Exercise: Copy exactly the lines of the data below that run from the line holding "primary size ceiling." through the line holding "use teloxide::prelude::*;", both ends included.

Stored data:
++++++++++

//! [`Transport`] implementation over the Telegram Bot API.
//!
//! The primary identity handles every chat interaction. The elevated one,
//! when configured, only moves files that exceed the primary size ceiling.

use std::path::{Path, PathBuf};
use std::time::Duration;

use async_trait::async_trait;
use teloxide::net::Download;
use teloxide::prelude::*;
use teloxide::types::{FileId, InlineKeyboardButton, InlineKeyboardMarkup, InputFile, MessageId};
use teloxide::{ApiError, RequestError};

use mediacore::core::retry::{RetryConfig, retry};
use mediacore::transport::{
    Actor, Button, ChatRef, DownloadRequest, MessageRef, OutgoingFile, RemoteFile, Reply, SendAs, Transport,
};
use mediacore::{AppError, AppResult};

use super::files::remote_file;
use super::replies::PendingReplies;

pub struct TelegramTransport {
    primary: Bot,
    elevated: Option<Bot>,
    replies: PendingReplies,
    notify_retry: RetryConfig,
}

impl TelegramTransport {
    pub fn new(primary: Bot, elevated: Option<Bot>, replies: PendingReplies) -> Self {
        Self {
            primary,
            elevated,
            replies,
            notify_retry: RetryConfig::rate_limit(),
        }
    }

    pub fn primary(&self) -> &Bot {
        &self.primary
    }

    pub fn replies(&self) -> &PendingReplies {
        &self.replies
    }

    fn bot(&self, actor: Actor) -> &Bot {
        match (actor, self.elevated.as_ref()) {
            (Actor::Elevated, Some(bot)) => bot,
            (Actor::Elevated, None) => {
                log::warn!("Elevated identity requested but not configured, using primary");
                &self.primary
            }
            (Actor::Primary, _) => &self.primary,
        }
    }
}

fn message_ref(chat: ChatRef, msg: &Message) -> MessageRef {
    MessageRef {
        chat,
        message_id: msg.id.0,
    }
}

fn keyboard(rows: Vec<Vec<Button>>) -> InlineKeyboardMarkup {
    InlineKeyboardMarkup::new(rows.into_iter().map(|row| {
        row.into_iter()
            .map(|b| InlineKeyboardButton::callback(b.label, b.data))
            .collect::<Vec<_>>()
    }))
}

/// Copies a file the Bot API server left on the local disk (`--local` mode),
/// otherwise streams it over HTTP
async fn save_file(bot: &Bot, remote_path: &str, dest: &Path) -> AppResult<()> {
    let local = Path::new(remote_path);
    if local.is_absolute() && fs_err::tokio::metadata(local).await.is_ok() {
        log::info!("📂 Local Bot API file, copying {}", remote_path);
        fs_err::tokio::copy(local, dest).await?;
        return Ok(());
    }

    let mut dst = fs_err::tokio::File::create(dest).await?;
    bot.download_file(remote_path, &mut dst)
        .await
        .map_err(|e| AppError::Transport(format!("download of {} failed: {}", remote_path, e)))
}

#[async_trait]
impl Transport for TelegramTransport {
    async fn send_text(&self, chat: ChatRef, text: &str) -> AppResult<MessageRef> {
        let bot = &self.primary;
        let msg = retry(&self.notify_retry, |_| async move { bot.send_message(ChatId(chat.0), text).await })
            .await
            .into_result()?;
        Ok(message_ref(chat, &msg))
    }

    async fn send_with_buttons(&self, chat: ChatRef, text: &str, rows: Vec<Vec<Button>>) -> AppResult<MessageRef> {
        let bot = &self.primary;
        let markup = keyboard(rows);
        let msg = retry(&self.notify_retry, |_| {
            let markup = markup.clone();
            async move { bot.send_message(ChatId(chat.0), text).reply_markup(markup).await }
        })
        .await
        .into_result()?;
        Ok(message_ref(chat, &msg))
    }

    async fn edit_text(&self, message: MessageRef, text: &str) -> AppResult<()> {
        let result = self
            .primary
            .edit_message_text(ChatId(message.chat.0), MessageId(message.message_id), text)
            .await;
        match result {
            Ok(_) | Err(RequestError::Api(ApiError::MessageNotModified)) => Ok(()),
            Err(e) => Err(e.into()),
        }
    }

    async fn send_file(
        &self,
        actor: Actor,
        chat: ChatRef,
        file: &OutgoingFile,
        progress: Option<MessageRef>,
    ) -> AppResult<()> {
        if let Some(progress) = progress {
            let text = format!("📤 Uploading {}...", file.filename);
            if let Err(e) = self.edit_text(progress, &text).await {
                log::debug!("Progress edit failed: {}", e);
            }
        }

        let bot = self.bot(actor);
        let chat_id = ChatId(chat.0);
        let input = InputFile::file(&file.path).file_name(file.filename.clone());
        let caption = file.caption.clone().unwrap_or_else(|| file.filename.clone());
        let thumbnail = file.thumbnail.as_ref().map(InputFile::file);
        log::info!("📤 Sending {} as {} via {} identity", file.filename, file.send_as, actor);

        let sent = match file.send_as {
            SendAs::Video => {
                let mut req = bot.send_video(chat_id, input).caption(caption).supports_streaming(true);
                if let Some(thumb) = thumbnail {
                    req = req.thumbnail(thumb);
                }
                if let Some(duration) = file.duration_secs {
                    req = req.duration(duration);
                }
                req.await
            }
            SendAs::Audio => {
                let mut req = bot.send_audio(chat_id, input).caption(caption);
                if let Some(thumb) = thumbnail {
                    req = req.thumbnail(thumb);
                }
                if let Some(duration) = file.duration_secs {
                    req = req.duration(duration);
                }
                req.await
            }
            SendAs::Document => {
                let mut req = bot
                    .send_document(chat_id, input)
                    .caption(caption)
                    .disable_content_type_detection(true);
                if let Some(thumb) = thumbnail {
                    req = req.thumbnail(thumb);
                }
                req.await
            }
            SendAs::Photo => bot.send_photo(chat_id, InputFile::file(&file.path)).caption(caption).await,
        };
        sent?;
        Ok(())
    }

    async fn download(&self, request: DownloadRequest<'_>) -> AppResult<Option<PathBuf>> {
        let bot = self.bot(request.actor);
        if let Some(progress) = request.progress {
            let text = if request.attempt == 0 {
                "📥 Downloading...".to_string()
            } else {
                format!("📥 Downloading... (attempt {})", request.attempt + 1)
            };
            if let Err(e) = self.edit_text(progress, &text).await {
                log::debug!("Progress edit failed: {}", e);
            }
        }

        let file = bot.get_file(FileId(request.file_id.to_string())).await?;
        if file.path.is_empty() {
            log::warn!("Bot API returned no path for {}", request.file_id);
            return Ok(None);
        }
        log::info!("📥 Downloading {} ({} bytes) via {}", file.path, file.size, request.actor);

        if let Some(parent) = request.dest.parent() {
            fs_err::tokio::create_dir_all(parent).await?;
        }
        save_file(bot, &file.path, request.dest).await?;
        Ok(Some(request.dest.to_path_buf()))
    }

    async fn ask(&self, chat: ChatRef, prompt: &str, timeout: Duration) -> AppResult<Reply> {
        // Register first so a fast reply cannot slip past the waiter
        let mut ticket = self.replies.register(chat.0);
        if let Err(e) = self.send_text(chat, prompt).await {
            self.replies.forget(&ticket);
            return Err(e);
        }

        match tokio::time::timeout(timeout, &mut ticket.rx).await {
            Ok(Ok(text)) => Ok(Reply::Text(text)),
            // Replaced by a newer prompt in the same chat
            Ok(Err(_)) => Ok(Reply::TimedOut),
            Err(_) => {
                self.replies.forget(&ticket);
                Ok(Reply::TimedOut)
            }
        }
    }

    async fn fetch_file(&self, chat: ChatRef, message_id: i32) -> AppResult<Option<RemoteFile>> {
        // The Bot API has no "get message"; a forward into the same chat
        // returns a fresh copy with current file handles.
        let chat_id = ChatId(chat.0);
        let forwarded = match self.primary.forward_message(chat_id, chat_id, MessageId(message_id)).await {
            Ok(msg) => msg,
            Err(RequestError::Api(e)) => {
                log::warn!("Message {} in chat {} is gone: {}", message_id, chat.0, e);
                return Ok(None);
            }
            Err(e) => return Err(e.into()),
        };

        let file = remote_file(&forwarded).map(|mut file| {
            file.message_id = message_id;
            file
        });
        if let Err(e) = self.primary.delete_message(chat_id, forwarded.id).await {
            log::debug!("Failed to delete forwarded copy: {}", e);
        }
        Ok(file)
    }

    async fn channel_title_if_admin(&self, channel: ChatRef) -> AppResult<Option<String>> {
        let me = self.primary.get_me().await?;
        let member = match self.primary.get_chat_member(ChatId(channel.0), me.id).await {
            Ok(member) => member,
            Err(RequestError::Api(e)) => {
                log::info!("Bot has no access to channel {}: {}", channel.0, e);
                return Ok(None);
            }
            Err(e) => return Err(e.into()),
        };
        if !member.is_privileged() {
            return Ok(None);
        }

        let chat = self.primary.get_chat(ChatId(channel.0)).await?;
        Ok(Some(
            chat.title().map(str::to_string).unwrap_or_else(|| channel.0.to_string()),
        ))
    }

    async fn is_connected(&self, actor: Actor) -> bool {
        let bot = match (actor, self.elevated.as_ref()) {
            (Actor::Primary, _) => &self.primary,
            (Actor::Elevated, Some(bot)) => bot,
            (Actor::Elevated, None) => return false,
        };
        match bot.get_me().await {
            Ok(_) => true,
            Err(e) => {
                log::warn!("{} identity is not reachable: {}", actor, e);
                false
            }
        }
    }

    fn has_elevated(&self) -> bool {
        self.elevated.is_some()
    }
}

++++++++++

Solution for this problem:
//! when configured, only moves files that exceed the primary size ceiling.

use std::path::{Path, PathBuf};
use std::time::Duration;

use async_trait::async_trait;
use teloxide::net::Download;
use teloxide::prelude::*;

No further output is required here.